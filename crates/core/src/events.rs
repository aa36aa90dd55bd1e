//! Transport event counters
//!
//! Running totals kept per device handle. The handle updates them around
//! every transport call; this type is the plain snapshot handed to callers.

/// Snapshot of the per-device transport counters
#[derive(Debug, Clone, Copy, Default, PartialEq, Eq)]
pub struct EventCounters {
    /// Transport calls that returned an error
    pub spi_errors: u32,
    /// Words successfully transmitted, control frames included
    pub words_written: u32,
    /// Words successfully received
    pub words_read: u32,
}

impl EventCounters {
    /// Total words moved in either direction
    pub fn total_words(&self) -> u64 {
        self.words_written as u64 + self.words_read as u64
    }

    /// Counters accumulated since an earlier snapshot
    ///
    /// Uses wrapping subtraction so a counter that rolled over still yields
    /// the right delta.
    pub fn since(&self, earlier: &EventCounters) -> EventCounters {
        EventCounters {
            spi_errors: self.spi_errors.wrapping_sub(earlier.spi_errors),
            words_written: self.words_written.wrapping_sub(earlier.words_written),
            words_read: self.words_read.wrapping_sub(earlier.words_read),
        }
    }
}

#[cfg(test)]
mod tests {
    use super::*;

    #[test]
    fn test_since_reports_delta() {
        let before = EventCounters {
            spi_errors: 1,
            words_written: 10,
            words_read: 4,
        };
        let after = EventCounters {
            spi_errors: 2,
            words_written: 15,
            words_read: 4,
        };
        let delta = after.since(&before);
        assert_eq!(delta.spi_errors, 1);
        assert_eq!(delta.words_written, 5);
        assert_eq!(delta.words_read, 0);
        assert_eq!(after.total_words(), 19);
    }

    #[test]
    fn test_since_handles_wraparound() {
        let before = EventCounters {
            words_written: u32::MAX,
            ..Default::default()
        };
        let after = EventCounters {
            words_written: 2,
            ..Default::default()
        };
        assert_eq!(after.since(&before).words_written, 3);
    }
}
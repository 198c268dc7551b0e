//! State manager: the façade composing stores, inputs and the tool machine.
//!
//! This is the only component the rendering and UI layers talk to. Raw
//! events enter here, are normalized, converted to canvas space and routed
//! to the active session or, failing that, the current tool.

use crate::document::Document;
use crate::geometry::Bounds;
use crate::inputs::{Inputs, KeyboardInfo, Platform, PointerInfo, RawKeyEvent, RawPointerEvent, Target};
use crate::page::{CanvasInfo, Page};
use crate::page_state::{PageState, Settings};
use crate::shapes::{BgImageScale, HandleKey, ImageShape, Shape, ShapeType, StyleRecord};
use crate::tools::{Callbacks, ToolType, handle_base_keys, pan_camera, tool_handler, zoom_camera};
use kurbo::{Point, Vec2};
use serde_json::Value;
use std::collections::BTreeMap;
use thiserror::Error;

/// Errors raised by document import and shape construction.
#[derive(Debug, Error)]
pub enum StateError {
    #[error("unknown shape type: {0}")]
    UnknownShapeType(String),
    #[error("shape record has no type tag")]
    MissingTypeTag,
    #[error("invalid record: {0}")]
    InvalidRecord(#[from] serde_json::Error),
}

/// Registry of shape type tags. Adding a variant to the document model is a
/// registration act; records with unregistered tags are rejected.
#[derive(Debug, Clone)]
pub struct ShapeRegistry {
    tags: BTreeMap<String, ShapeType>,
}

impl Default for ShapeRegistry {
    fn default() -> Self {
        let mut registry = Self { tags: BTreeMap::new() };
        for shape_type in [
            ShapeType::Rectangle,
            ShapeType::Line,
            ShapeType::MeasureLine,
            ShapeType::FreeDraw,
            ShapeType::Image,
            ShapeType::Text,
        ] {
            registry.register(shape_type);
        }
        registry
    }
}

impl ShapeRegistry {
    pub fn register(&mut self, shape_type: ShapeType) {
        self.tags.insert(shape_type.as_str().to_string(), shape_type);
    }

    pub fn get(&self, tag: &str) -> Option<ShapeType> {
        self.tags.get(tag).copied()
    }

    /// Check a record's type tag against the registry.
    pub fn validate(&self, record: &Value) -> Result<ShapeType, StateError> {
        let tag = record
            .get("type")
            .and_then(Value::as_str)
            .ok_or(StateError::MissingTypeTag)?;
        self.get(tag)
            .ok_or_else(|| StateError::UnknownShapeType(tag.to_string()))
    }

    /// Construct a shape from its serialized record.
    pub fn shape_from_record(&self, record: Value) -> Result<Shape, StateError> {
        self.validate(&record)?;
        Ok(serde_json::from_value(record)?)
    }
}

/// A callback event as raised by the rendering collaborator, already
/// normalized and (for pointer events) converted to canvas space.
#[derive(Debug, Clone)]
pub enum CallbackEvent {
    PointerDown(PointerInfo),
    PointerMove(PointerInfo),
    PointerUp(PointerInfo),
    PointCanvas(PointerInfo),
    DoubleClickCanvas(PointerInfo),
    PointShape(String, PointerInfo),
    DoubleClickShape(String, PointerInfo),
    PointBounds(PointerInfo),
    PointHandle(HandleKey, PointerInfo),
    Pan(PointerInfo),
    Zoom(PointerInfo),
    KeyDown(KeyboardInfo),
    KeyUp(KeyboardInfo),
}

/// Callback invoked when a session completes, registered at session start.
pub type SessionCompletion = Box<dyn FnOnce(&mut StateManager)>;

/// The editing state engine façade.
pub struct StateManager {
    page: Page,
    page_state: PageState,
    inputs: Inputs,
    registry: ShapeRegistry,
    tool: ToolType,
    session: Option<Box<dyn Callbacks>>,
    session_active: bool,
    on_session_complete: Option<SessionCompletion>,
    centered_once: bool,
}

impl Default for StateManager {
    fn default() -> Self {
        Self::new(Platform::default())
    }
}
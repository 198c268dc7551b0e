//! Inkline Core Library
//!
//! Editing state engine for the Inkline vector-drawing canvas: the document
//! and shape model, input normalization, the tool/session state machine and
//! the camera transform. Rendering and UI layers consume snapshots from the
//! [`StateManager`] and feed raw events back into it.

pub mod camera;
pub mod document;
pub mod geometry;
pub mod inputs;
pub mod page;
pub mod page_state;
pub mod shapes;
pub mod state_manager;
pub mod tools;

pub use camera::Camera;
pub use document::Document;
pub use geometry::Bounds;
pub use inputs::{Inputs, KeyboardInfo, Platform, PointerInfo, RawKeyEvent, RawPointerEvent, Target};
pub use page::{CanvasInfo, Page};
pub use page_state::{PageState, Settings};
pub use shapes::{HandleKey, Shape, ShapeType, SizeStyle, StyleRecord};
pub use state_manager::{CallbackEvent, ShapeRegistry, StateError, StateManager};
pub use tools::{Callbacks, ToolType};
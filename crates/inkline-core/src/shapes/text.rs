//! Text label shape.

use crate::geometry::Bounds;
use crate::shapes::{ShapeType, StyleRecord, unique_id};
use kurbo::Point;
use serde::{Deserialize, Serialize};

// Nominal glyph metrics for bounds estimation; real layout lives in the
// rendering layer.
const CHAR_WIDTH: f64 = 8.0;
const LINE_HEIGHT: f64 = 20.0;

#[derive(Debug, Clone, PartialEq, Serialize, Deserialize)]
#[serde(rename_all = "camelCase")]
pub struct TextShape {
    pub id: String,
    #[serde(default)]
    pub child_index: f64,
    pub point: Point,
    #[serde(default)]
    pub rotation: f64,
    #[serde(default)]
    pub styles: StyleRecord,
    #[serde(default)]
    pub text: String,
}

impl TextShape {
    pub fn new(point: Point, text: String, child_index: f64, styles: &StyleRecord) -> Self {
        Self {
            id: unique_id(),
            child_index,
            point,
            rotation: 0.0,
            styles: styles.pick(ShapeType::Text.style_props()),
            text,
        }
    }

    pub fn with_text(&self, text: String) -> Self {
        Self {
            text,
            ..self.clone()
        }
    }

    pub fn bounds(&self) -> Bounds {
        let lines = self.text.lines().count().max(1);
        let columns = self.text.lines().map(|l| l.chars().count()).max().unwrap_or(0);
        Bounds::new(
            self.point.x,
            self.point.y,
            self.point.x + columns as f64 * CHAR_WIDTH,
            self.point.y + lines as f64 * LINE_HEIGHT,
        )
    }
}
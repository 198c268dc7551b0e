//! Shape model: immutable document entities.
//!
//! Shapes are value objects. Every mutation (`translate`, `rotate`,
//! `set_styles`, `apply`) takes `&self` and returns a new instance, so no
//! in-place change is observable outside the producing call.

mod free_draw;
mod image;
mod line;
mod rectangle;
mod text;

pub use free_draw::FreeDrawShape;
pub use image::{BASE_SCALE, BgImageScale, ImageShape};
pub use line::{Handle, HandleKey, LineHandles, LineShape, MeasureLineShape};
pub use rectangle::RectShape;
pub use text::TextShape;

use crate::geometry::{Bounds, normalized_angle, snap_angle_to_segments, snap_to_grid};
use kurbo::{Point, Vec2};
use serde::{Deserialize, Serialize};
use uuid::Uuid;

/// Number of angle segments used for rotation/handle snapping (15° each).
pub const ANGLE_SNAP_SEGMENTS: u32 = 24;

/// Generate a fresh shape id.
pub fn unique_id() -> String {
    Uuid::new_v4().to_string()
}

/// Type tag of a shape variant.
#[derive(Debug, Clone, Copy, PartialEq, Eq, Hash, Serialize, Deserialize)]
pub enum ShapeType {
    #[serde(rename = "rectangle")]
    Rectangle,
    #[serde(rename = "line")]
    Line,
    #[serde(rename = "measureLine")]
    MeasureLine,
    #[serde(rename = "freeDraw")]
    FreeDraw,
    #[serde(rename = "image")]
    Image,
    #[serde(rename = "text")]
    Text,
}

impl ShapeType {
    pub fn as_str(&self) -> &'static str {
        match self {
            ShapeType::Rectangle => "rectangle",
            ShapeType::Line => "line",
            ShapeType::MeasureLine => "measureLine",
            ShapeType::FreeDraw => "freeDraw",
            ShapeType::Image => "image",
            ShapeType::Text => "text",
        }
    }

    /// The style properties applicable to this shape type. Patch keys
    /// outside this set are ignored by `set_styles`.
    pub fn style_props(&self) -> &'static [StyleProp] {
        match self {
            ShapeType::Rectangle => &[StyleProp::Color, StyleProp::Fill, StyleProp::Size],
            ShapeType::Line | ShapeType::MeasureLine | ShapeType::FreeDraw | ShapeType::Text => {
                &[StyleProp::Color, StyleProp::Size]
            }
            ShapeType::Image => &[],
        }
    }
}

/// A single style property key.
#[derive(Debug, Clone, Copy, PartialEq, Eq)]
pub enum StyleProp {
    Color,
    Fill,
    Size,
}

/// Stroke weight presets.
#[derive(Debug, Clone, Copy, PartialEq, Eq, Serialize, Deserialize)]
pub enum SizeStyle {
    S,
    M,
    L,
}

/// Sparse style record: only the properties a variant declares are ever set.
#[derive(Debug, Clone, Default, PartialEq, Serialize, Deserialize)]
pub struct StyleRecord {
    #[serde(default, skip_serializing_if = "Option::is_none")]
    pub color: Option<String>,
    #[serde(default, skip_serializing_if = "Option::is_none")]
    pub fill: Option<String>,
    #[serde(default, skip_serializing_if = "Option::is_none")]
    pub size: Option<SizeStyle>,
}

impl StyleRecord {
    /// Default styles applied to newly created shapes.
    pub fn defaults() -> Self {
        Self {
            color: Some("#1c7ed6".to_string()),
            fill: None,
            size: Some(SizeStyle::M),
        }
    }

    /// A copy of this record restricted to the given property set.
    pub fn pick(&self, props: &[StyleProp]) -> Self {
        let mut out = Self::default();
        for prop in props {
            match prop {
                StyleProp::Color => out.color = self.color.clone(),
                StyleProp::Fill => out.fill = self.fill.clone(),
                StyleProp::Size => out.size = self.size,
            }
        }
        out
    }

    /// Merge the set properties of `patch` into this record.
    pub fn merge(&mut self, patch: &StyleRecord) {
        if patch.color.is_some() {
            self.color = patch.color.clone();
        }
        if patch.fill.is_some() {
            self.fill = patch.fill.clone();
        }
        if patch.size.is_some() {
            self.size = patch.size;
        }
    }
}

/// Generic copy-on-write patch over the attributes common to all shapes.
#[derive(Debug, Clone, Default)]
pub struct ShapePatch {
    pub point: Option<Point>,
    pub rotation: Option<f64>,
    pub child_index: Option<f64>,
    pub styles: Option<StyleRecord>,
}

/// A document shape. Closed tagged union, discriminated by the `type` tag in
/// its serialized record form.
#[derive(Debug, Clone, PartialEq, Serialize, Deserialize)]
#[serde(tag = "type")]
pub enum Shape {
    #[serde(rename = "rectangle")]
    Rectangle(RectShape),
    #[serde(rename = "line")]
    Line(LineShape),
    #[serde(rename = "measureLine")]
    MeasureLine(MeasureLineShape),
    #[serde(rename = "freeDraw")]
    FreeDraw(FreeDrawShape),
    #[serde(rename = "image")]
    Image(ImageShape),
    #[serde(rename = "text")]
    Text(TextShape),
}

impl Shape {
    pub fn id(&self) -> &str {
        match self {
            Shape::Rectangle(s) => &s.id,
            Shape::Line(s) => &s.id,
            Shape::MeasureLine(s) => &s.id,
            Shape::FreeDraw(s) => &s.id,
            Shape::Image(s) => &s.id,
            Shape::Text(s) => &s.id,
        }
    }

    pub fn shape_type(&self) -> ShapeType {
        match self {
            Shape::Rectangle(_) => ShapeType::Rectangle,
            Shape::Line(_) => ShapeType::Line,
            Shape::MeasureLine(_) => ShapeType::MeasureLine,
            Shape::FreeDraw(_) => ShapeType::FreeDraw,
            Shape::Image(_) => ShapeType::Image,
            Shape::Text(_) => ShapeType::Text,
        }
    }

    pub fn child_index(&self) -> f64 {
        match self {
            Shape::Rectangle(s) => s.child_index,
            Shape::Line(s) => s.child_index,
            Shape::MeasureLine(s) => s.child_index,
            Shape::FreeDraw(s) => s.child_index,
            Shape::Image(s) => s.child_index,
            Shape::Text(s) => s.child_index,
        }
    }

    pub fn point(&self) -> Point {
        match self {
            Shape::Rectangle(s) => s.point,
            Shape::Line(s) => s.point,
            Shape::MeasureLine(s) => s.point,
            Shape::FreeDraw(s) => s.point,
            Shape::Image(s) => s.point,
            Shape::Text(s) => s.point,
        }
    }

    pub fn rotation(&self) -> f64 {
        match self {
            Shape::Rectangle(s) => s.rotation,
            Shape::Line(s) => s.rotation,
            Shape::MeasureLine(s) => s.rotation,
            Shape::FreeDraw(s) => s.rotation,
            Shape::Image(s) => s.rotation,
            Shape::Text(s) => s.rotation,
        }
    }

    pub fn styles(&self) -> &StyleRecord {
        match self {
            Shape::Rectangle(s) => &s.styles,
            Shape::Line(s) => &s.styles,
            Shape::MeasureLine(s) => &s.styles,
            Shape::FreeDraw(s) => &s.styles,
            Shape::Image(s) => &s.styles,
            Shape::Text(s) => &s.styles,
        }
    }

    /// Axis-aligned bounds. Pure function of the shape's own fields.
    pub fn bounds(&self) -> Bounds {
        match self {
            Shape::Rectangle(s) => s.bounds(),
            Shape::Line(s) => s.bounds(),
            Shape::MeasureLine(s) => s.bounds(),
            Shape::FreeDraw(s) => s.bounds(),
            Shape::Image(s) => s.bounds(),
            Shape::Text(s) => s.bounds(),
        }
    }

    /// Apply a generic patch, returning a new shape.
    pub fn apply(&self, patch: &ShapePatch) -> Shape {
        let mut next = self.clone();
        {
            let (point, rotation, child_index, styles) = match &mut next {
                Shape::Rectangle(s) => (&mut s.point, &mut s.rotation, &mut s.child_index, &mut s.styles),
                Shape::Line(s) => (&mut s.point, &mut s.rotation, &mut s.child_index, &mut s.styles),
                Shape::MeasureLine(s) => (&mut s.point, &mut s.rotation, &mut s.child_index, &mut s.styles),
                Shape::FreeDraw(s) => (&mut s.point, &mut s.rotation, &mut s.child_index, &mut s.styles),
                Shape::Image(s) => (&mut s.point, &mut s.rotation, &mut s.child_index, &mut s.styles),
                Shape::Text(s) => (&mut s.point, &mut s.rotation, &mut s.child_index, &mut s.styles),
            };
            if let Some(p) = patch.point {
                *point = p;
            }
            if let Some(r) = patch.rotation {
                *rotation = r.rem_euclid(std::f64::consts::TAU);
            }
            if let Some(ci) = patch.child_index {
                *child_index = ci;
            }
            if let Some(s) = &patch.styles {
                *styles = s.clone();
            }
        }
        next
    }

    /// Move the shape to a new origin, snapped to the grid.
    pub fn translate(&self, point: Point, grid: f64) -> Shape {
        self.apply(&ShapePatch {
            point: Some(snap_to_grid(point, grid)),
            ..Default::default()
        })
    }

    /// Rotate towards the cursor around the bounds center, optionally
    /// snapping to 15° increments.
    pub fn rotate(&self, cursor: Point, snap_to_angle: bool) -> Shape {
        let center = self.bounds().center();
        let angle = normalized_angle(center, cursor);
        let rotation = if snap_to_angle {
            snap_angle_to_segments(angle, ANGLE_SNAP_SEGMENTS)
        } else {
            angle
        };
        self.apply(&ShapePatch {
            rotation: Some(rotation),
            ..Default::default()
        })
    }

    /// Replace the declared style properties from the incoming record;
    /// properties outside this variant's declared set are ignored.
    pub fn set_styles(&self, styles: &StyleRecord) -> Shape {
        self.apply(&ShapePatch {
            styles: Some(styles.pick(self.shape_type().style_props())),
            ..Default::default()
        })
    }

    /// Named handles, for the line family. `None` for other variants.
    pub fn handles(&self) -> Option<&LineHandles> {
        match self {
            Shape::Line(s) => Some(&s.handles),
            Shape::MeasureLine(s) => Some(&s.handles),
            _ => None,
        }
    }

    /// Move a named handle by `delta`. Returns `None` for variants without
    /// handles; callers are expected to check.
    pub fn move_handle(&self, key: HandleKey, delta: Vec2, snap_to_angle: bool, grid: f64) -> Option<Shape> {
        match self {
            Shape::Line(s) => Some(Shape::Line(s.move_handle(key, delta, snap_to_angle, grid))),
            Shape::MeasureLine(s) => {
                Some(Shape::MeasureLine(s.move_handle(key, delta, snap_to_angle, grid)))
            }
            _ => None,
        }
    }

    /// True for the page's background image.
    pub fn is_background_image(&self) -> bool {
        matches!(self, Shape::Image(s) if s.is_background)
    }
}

+++++

Where in the listing does the string "Settings" appear? Copy every line that has it.

# COMPLETED EXERCISE
use crate::page_state::{PageState, Settings};
pub use page_state::{PageState, Settings};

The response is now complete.